Nineteenth-Century or not, it’s worth noting that the heroine here is not a completely helpless damsel, although she is rescued twice (once by the dog, once by the engineer). She pulls a heavy switch at work, and she makes a valiant effort to move the logs, and does manage to save the train on her own even when she can’t move them. She takes some degree of agency in the movie, and makes a difference to its outcome, which may be more than most of the “girl on the tracks” crowd would ever expect.

Director: Edwin S. Porter

Camera: Edwin S. Porter

Starring: Gilbert M. Anderson

Run Time: 11 Min, 45 secs

You can watch it for free: here (no music).

The Miller’s Daughter (1905)

This early attempt at melodrama from Edwin S. Porter lacks sophistication, but manages to tell a story effectively through sequential editing. While not one of the bigger hits the Edison Studios had in 1905, it does show an attempt at increased sophistication and heightened drama from the studio, as well as a larger budget than many early films.

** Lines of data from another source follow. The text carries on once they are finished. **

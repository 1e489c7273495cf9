#![allow(dead_code)]

use alloy_primitives::{Address, B64, B256, Bloom, Bytes, U256};
use async_trait::async_trait;
use futures::stream::{self, StreamExt};
use std::collections::{BTreeMap, HashMap, HashSet, VecDeque};
use std::sync::Arc;
use std::sync::Mutex;
use std::sync::atomic::{AtomicBool, AtomicU32, Ordering};
use tokio_util::sync::CancellationToken;

use block_scanner::indexer::reconciler::CatchUpReconciler;
use block_scanner::indexer::transformations::blocks::BlockTransformer;
use block_scanner::indexer::{ChainReader, HeadStream};
use block_scanner::models::common::{
    BlockWritePolicy, FetchFailurePolicy, HeadNotification, ReconcilerConfig,
};
use block_scanner::models::datasets::blocks::{Block, Header, RpcBlockData, RpcHeaderData};
use block_scanner::models::datasets::transactions::{
    RpcReceiptData, RpcTransactionData, Transaction,
};
use block_scanner::models::errors::{ChainError, StoreError};
use block_scanner::storage::memory::MemoryStore;
use block_scanner::storage::{Store, WriteOutcome};

//////// Fixtures ////////

pub fn block_hash(number: u64) -> B256 {
    let mut bytes = [0u8; 32];
    bytes[0] = 0xb0;
    bytes[24..].copy_from_slice(&number.to_be_bytes());
    B256::from(bytes)
}

pub fn tx_hash(block_number: u64, index: u64) -> B256 {
    let mut bytes = [0u8; 32];
    bytes[0] = 0x70;
    bytes[16..24].copy_from_slice(&block_number.to_be_bytes());
    bytes[24..].copy_from_slice(&index.to_be_bytes());
    B256::from(bytes)
}

pub fn head(number: u64) -> HeadNotification {
    HeadNotification {
        number,
        hash: block_hash(number),
    }
}

pub fn header(number: u64) -> RpcHeaderData {
    RpcHeaderData {
        block_number: number,
        block_hash: block_hash(number),
        parent_hash: block_hash(number.saturating_sub(1)),
        logs_bloom: Bloom::default(),
        timestamp: 1_700_000_000 + number * 12,
        nonce: Some(B64::from(number.to_be_bytes())),
        beneficiary: Address::repeat_byte(0xfe),
        size: 1_000 + number,
        gas_used: 21_000,
        gas_limit: 30_000_000,
        base_fee_per_gas: Some(7),
        extra_data: Bytes::from_static(b"scanner"),
        state_root: B256::repeat_byte(0x5e),
    }
}

pub fn transaction(block_number: u64, index: u64) -> RpcTransactionData {
    RpcTransactionData {
        tx_hash: tx_hash(block_number, index),
        chain_id: Some(5),
        sender: Some(Address::repeat_byte(0x0a)),
        to: Some(Address::repeat_byte(0x0b)),
        value: U256::from(index + 1),
        gas_price: 10,
        gas_limit: 21_000,
    }
}

pub fn block(number: u64, tx_count: u64) -> RpcBlockData {
    RpcBlockData {
        header: header(number),
        transactions: (0..tx_count).map(|i| transaction(number, i)).collect(),
    }
}

pub fn hashes(block_number: u64, indexes: &[u64]) -> Vec<String> {
    indexes
        .iter()
        .map(|i| tx_hash(block_number, *i).to_string())
        .collect()
}

pub fn reconciler_config(fetch_failure: FetchFailurePolicy) -> ReconcilerConfig {
    ReconcilerConfig {
        fetch_failure,
        block_write: BlockWritePolicy::Always,
        derive_timeout_ms: 1_000,
        retry_base_delay_ms: 1,
        retry_max_delay_ms: 2,
    }
}

pub fn reconciler(
    chain: &Arc<ScriptedChain>,
    store: &Arc<RecordingStore>,
    config: ReconcilerConfig,
) -> CatchUpReconciler {
    CatchUpReconciler::new(
        chain.clone(),
        store.clone(),
        config,
        CancellationToken::new(),
        None,
    )
}

//////// Scripted chain ////////

pub enum ScriptedSubscription {
    /// `subscribe_heads` itself fails
    Reject(String),
    /// Yields `heads`, then errors if `then_fail`, else stays open
    Heads {
        heads: Vec<HeadNotification>,
        then_fail: bool,
    },
}

/// Chain reader serving canned blocks, receipts and subscriptions
#[derive(Default)]
pub struct ScriptedChain {
    blocks: Mutex<BTreeMap<u64, RpcBlockData>>,
    receipts: Mutex<HashMap<B256, RpcReceiptData>>,
    missing_receipts: Mutex<HashSet<B256>>,
    /// Remaining failures per block number, and the error each one returns
    failing_blocks: Mutex<HashMap<u64, (u32, ChainError)>>,
    /// Cancelled as soon as the keyed block number is fetched
    cancel_on_fetch: Mutex<HashMap<u64, CancellationToken>>,
    fetches: Mutex<HashMap<u64, u32>>,
    subscriptions: Mutex<VecDeque<ScriptedSubscription>>,
    pub subscribe_calls: AtomicU32,
}

impl ScriptedChain {
    pub fn new() -> Arc<Self> {
        Arc::new(Self::default())
    }

    pub fn add_block(&self, block: RpcBlockData) {
        let mut receipts = self.receipts.lock().unwrap();
        for tx in &block.transactions {
            receipts.insert(
                tx.tx_hash,
                RpcReceiptData {
                    tx_hash: tx.tx_hash,
                    status: Some(1),
                    gas_used: 21_000,
                },
            );
        }
        self.blocks
            .lock()
            .unwrap()
            .insert(block.header.block_number, block);
    }

    pub fn set_receipt(&self, receipt: RpcReceiptData) {
        self.receipts
            .lock()
            .unwrap()
            .insert(receipt.tx_hash, receipt);
    }

    pub fn drop_receipt(&self, hash: B256) {
        self.missing_receipts.lock().unwrap().insert(hash);
    }

    pub fn fail_block(&self, number: u64, times: u32) {
        let error = ChainError::Rpc {
            method: "eth_getBlockByNumber".to_string(),
            reason: "upstream unavailable".to_string(),
        };
        self.failing_blocks
            .lock()
            .unwrap()
            .insert(number, (times, error));
    }

    /// Serve a block body that cannot be decoded
    pub fn corrupt_block(&self, number: u64, times: u32) {
        let error = ChainError::Decode {
            what: "eth_getBlockByNumber".to_string(),
            reason: "block size does not fit in 64 bits".to_string(),
        };
        self.failing_blocks
            .lock()
            .unwrap()
            .insert(number, (times, error));
    }

    pub fn cancel_when_fetched(&self, number: u64, token: CancellationToken) {
        self.cancel_on_fetch.lock().unwrap().insert(number, token);
    }

    pub fn fetches(&self, number: u64) -> u32 {
        self.fetches
            .lock()
            .unwrap()
            .get(&number)
            .copied()
            .unwrap_or(0)
    }

    pub fn script_subscription(&self, subscription: ScriptedSubscription) {
        self.subscriptions.lock().unwrap().push_back(subscription);
    }
}

#[async_trait]
impl ChainReader for ScriptedChain {
    async fn subscribe_heads(&self) -> Result<HeadStream, ChainError> {
        self.subscribe_calls.fetch_add(1, Ordering::SeqCst);

        let next = self.subscriptions.lock().unwrap().pop_front();
        match next {
            None => Err(ChainError::Subscription(
                "no subscription scripted".to_string(),
            )),
            Some(ScriptedSubscription::Reject(reason)) => Err(ChainError::Subscription(reason)),
            Some(ScriptedSubscription::Heads { heads, then_fail }) => {
                let heads = stream::iter(heads.into_iter().map(Ok));
                if then_fail {
                    let failure = stream::once(async {
                        Err(ChainError::Subscription("connection reset".to_string()))
                    });
                    Ok(heads.chain(failure).boxed())
                } else {
                    Ok(heads.chain(stream::pending()).boxed())
                }
            }
        }
    }

    async fn block_by_hash(&self, hash: B256) -> Result<RpcBlockData, ChainError> {
        self.blocks
            .lock()
            .unwrap()
            .values()
            .find(|block| block.header.block_hash == hash)
            .cloned()
            .ok_or(ChainError::NotFound {
                what: format!("block {hash}"),
            })
    }

    async fn block_by_number(&self, number: u64) -> Result<RpcBlockData, ChainError> {
        *self.fetches.lock().unwrap().entry(number).or_default() += 1;

        if let Some(token) = self.cancel_on_fetch.lock().unwrap().get(&number) {
            token.cancel();
        }

        {
            let mut failing = self.failing_blocks.lock().unwrap();
            if let Some((remaining, error)) = failing.get_mut(&number) {
                if *remaining > 0 {
                    *remaining -= 1;
                    return Err(error.clone());
                }
            }
        }

        self.blocks
            .lock()
            .unwrap()
            .get(&number)
            .cloned()
            .ok_or(ChainError::NotFound {
                what: format!("block {number}"),
            })
    }

    async fn transaction_receipt(&self, tx_hash: B256) -> Result<RpcReceiptData, ChainError> {
        if self.missing_receipts.lock().unwrap().contains(&tx_hash) {
            return Err(ChainError::NotFound {
                what: format!("receipt of transaction {tx_hash}"),
            });
        }
        self.receipts
            .lock()
            .unwrap()
            .get(&tx_hash)
            .cloned()
            .ok_or(ChainError::NotFound {
                what: format!("receipt of transaction {tx_hash}"),
            })
    }
}

//////// Recording store ////////

/// `MemoryStore` that counts writes and fails on demand
#[derive(Default)]
pub struct RecordingStore {
    pub inner: MemoryStore,
    pub writes: AtomicU32,
    pub fail_cursor: AtomicBool,
    pub fail_headers: AtomicBool,
    pub fail_blocks: AtomicBool,
    failing_transactions: Mutex<HashSet<String>>,
}

impl RecordingStore {
    pub fn new() -> Arc<Self> {
        Arc::new(Self::default())
    }

    /// Store with a persisted Block (and Header) at `number`
    pub async fn at_height(number: u64) -> Arc<Self> {
        let store = Self::new();
        let raw = header(number);
        store.inner.upsert_header(&raw.derive_header()).await.unwrap();
        store.inner.upsert_block(&raw.derive_block()).await.unwrap();
        store
    }

    pub fn fail_transaction(&self, hash: B256) {
        self.failing_transactions
            .lock()
            .unwrap()
            .insert(hash.to_string());
    }

    pub fn write_count(&self) -> u32 {
        self.writes.load(Ordering::SeqCst)
    }

    fn refuse(collection: &str) -> StoreError {
        StoreError::Write {
            collection: collection.to_string(),
            reason: "injected failure".to_string(),
        }
    }
}

#[async_trait]
impl Store for RecordingStore {
    async fn highest_block_number(&self) -> Result<u64, StoreError> {
        if self.fail_cursor.load(Ordering::SeqCst) {
            return Err(StoreError::Timeout {
                operation: "find_one on 'block'".to_string(),
                timeout_ms: 5_000,
            });
        }
        self.inner.highest_block_number().await
    }

    async fn upsert_header(&self, header: &Header) -> Result<WriteOutcome, StoreError> {
        self.writes.fetch_add(1, Ordering::SeqCst);
        if self.fail_headers.load(Ordering::SeqCst) {
            return Err(Self::refuse("header"));
        }
        self.inner.upsert_header(header).await
    }

    async fn upsert_block(&self, block: &Block) -> Result<WriteOutcome, StoreError> {
        self.writes.fetch_add(1, Ordering::SeqCst);
        if self.fail_blocks.load(Ordering::SeqCst) {
            return Err(Self::refuse("block"));
        }
        self.inner.upsert_block(block).await
    }

    async fn upsert_transaction(
        &self,
        transaction: &Transaction,
    ) -> Result<WriteOutcome, StoreError> {
        self.writes.fetch_add(1, Ordering::SeqCst);
        if self
            .failing_transactions
            .lock()
            .unwrap()
            .contains(&transaction.hash)
        {
            return Err(Self::refuse("transaction"));
        }
        self.inner.upsert_transaction(transaction).await
    }

    async fn delete_transactions_for_block(&self, block_number: u64) -> Result<u64, StoreError> {
        self.writes.fetch_add(1, Ordering::SeqCst);
        self.inner.delete_transactions_for_block(block_number).await
    }

    async fn all_blocks(&self) -> Result<Vec<Block>, StoreError> {
        self.inner.all_blocks().await
    }

    async fn all_transactions(&self) -> Result<Vec<Transaction>, StoreError> {
        self.inner.all_transactions().await
    }

    async fn block_by_number(&self, block_number: u64) -> Result<Option<Block>, StoreError> {
        self.inner.block_by_number(block_number).await
    }

    async fn transaction_by_hash(&self, hash: &str) -> Result<Option<Transaction>, StoreError> {
        self.inner.transaction_by_hash(hash).await
    }
}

The movie tells the story of a girl who is seduced by an artist and loses the respect of her father when the man turns out to be married. As it begins, we see her picking flowers by the riverside when a tramp attacks her. A man (the artist, as we learn later), rushes up and pushes the tramp into the water, rescuing her. In the next scene, she sits in a field of cows and another man proposes to her, but she refuses. Then we see her sitting before a waterfall while the artist paints her. He comes over and flirts with her and she laughs and smiles happily. Then we see a barn dance where she and the artist attend and speak with the local pastor. The dance is similar in some ways to the one in “Watermelon Patch,” but without the racial undertones. An oddly dressed “spinster” is the source of some humor as she attempts to imitate the dance steps others are managing – finally falling when she tries a backflip. The next scene shows the artist and the woman riding horseback together.

Then an Intertitle announces the tragedy by introducing “Wife & Child of the Artist.” These characters emerge from a house and go over some of the same ground we saw the couple riding horses through. They go to the woman’s father and tell him who they are. He pantomimes his outrage at his daughter’s folly. Then we see the artist and the daughter speaking to the preacher, when the family rides up and confronts the artist. The daughter runs back to her father’s house, but he rejects her. She waves her arms about to express her sorrow and despair.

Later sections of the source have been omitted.